**** GIVEN DATA

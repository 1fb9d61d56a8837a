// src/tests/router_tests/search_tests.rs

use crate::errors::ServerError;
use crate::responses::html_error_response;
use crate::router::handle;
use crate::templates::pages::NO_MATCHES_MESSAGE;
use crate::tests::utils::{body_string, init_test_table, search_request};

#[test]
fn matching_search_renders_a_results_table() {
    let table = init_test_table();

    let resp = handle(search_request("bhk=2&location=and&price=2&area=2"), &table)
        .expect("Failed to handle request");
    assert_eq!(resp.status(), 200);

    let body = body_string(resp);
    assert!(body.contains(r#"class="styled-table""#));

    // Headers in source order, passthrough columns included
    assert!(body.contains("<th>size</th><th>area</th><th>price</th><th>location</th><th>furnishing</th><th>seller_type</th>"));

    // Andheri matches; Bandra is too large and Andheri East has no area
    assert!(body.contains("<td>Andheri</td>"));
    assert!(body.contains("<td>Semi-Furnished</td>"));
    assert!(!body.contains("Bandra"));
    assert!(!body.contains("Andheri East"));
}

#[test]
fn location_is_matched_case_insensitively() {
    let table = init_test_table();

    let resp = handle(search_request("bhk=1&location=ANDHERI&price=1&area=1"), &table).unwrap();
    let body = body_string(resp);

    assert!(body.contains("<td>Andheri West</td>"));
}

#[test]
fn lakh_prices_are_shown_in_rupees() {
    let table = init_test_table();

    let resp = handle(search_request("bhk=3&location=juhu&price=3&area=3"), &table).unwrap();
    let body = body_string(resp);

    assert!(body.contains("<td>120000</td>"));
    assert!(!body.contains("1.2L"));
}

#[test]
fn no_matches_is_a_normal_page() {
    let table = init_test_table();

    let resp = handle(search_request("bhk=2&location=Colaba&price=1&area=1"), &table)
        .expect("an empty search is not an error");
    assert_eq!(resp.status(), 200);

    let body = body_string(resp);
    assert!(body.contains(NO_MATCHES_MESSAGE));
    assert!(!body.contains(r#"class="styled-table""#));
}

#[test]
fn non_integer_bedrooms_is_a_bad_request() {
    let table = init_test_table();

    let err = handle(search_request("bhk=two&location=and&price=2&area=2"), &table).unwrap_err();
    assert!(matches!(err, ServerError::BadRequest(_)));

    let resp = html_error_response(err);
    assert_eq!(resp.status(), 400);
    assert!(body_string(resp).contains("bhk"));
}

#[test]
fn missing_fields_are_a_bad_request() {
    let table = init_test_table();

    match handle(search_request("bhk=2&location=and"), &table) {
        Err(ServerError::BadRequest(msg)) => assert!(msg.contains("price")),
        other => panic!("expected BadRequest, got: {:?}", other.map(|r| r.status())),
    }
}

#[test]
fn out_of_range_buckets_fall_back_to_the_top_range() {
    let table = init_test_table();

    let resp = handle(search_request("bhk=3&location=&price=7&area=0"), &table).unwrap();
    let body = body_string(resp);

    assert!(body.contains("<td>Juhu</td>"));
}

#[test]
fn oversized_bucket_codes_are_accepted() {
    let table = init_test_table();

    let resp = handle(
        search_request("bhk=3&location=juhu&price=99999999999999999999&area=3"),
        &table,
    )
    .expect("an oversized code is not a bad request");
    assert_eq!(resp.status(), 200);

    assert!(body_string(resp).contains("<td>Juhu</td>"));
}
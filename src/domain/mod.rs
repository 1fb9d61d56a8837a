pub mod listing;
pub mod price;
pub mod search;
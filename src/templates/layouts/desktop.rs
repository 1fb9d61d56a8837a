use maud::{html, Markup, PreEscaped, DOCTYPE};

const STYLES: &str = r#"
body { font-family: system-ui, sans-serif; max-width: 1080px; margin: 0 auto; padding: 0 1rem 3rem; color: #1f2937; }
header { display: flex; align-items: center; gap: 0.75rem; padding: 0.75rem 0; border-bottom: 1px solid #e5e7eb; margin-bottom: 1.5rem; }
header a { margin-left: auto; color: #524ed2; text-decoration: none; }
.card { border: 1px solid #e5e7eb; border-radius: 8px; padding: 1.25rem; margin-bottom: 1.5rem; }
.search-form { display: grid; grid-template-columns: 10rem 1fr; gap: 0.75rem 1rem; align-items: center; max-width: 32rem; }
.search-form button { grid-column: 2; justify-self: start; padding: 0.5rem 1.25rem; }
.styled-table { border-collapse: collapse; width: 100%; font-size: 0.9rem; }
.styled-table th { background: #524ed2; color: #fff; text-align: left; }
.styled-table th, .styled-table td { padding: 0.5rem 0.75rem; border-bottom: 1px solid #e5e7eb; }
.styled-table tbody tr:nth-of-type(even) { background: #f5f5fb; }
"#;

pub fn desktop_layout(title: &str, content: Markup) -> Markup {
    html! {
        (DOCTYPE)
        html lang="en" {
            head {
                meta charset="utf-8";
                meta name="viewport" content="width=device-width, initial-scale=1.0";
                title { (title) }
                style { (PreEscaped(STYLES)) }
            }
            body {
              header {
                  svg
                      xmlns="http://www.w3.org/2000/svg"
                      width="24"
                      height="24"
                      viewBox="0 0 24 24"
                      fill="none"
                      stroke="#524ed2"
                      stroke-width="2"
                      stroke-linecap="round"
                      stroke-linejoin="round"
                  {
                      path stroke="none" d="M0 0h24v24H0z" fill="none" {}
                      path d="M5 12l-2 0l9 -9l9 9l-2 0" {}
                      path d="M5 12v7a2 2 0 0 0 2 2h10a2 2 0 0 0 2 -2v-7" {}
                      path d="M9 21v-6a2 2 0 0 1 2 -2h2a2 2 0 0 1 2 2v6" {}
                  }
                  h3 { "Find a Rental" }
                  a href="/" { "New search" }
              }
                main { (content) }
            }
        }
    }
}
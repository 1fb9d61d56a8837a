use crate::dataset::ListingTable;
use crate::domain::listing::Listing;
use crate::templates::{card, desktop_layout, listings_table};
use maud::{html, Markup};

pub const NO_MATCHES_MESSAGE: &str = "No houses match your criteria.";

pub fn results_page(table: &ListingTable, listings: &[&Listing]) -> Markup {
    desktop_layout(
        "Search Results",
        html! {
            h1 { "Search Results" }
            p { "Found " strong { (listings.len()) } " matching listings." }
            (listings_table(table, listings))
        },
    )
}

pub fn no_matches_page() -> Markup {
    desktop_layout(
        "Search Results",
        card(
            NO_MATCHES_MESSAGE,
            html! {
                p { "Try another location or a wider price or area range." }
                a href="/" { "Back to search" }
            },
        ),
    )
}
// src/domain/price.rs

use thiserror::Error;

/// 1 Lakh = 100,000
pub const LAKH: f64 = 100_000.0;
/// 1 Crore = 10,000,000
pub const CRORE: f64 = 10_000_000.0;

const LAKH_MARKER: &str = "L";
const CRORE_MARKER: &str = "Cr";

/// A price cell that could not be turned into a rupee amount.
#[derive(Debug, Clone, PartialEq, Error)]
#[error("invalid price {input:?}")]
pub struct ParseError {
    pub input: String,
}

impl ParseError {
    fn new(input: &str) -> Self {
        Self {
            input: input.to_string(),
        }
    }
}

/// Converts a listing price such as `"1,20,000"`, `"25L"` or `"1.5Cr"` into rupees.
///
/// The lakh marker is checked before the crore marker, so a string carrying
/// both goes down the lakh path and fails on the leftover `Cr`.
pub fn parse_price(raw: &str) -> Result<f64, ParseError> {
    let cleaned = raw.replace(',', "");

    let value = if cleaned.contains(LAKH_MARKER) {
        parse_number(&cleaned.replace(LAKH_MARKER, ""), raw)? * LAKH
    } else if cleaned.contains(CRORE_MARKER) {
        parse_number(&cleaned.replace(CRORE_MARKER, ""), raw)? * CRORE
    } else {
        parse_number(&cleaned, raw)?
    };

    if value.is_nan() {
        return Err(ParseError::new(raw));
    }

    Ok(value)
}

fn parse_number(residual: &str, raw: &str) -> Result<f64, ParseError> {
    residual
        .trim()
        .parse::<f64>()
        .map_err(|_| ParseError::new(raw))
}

********
**** GIVEN DATA

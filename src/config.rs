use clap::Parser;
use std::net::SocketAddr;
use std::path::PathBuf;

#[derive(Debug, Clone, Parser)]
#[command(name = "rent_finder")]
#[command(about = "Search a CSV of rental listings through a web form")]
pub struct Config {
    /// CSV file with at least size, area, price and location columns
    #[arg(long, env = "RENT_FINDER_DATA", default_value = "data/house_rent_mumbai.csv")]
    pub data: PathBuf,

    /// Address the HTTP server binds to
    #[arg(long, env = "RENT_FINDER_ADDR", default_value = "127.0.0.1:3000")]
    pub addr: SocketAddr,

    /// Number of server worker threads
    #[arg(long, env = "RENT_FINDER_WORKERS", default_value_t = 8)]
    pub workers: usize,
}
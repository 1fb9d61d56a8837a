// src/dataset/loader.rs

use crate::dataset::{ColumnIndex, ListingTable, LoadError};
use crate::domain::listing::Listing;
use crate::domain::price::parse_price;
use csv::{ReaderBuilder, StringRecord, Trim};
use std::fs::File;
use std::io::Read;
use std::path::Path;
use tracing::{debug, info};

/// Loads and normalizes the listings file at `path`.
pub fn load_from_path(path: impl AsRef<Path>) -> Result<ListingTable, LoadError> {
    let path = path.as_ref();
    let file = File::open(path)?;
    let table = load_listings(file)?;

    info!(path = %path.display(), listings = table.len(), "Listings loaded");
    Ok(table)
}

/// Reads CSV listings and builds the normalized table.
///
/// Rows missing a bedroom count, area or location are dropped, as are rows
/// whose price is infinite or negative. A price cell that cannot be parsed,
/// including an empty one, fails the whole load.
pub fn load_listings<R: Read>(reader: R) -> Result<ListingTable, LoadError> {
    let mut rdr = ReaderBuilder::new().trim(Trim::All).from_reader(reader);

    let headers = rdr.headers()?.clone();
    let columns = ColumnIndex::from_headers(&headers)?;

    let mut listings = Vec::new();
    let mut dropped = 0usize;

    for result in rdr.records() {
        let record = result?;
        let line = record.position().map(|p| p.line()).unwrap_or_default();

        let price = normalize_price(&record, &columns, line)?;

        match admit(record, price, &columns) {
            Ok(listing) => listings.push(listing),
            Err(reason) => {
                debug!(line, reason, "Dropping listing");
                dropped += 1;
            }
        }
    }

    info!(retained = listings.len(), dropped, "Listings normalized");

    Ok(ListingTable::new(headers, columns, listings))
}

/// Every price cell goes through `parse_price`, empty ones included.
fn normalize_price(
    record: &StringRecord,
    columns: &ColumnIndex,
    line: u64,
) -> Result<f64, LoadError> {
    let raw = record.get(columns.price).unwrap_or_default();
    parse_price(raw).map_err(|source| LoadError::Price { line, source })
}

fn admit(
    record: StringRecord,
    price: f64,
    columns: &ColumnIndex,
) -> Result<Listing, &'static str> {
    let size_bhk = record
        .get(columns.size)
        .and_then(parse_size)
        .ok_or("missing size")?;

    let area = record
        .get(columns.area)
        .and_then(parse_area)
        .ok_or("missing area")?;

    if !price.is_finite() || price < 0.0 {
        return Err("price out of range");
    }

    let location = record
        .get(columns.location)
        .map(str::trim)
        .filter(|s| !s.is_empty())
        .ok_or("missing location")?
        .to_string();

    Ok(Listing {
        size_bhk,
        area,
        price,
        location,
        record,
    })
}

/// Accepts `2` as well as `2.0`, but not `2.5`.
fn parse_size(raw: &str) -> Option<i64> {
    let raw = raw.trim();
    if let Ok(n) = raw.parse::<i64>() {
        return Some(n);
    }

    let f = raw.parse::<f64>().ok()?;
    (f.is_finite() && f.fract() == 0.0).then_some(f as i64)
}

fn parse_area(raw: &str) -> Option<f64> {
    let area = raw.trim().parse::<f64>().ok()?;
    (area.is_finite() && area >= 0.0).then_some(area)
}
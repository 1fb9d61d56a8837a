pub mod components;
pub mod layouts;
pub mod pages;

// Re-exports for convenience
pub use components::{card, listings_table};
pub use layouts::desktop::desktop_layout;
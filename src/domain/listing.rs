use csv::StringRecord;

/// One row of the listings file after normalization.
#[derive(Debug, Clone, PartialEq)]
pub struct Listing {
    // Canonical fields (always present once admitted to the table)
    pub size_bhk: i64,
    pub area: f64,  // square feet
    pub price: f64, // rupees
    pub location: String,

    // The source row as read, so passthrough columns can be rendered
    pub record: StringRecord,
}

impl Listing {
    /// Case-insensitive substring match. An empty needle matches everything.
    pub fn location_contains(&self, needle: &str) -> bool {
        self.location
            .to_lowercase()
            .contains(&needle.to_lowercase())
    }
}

********
**** GIVEN DATA

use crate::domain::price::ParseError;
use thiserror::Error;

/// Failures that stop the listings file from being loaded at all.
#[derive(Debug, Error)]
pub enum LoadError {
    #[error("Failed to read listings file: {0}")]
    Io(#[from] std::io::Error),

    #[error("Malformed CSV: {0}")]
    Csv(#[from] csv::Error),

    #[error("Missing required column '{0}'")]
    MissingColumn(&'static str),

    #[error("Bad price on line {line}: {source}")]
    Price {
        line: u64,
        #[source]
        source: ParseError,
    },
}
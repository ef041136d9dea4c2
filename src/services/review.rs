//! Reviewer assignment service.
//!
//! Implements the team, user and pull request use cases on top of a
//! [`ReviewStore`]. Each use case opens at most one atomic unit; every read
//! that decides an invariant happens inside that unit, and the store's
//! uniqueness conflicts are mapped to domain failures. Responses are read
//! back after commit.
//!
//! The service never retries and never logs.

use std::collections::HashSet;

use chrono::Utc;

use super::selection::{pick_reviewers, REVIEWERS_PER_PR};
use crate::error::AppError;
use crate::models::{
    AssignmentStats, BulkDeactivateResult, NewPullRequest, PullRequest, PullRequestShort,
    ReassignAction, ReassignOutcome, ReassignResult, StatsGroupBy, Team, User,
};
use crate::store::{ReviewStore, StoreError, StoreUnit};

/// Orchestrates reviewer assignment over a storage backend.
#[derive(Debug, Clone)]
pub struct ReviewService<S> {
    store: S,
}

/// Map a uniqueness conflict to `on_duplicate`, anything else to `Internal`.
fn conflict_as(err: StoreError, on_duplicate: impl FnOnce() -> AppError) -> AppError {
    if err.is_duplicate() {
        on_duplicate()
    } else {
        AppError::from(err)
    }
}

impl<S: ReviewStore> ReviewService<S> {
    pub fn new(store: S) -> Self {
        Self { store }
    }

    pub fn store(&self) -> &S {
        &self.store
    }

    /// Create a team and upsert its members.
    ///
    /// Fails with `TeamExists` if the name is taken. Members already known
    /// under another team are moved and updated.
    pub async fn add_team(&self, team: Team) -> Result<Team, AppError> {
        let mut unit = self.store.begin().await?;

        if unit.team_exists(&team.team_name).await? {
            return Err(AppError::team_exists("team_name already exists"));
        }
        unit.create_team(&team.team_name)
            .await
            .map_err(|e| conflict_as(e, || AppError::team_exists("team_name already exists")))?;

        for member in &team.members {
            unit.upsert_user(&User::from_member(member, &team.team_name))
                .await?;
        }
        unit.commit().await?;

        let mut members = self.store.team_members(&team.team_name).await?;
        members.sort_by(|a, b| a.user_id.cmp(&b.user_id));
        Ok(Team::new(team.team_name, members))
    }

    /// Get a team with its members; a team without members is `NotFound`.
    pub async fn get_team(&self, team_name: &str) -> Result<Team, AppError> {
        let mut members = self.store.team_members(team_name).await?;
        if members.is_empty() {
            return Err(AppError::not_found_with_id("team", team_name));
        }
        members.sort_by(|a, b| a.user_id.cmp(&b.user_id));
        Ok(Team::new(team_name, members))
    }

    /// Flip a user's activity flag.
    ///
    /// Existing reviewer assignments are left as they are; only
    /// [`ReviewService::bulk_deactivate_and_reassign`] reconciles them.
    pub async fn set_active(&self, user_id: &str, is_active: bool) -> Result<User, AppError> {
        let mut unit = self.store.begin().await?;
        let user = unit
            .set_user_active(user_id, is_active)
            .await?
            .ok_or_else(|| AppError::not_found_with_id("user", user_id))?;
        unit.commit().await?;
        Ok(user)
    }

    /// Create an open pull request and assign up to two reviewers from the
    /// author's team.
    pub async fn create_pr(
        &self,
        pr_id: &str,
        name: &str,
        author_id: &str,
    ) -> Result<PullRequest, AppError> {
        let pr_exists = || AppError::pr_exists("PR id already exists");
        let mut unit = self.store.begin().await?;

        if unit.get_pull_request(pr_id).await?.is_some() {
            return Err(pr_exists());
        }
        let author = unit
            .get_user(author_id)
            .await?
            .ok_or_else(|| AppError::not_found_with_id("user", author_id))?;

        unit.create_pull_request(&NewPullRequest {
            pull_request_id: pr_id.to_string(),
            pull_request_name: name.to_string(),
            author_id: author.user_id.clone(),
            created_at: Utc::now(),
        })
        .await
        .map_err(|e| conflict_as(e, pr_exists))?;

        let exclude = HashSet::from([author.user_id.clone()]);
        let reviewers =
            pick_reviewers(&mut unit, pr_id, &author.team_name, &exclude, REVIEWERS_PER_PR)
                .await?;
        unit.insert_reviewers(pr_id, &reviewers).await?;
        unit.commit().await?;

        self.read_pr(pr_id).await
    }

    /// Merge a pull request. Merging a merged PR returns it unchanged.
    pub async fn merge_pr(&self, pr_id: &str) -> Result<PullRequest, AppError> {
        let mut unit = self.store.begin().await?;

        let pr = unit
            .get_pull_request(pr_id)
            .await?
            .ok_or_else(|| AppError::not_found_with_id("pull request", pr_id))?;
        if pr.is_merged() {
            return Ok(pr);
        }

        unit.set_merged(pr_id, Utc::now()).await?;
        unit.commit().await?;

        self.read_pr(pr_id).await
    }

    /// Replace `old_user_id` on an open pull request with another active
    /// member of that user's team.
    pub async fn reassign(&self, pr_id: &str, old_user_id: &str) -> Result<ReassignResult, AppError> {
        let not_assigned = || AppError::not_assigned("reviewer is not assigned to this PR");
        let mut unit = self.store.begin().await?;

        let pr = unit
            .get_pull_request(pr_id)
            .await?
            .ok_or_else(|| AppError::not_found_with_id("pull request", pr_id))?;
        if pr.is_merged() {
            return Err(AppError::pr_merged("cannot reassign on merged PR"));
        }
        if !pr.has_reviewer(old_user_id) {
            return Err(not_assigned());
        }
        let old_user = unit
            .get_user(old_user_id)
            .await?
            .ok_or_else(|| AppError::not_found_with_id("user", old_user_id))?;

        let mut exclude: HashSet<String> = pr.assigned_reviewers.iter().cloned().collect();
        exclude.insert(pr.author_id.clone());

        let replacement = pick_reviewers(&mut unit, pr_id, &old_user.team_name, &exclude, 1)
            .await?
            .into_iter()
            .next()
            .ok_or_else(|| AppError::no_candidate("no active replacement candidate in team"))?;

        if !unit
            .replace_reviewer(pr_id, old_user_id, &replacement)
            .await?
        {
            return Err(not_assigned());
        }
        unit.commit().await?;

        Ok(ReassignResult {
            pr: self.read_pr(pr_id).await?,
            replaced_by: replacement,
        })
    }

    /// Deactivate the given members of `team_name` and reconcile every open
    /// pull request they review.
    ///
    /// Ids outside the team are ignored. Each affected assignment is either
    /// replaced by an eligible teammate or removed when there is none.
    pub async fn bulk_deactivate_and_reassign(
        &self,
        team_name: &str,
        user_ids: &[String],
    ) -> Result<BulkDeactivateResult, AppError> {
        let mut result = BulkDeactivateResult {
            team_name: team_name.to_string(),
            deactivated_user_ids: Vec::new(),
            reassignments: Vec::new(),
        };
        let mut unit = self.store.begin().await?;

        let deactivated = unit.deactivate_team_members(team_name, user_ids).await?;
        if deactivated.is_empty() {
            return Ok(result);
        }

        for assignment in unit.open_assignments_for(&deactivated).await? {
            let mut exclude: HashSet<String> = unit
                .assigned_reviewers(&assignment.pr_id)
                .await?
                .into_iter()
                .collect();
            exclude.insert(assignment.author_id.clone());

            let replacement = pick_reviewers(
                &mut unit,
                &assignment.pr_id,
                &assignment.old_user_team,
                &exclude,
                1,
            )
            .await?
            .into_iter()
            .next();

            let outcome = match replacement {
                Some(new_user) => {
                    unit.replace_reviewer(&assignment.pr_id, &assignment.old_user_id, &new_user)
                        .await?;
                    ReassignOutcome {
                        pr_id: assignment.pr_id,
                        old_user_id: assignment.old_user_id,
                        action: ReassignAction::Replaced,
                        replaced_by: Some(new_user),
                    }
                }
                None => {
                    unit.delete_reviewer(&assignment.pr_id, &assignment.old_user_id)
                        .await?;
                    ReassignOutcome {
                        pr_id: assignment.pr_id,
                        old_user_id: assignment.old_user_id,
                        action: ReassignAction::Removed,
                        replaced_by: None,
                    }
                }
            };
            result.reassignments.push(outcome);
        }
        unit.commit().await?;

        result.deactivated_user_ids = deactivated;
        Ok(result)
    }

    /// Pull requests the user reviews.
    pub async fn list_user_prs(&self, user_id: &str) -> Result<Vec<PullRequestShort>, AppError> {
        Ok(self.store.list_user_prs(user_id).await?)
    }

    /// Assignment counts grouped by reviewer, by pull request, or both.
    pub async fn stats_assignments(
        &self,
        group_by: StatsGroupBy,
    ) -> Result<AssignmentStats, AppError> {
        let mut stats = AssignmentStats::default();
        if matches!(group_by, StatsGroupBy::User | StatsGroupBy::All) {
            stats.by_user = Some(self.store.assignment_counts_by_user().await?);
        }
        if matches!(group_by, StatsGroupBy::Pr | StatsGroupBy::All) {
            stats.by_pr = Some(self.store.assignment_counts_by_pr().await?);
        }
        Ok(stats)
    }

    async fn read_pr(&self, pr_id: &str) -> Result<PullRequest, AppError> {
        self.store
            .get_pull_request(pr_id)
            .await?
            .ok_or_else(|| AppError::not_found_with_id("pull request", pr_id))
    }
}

********

Using the records above, select and copy every line that has the word "Each".

//! [`ReviewStore`]. Each use case opens at most one atomic unit; every read
    /// Ids outside the team are ignored. Each affected assignment is either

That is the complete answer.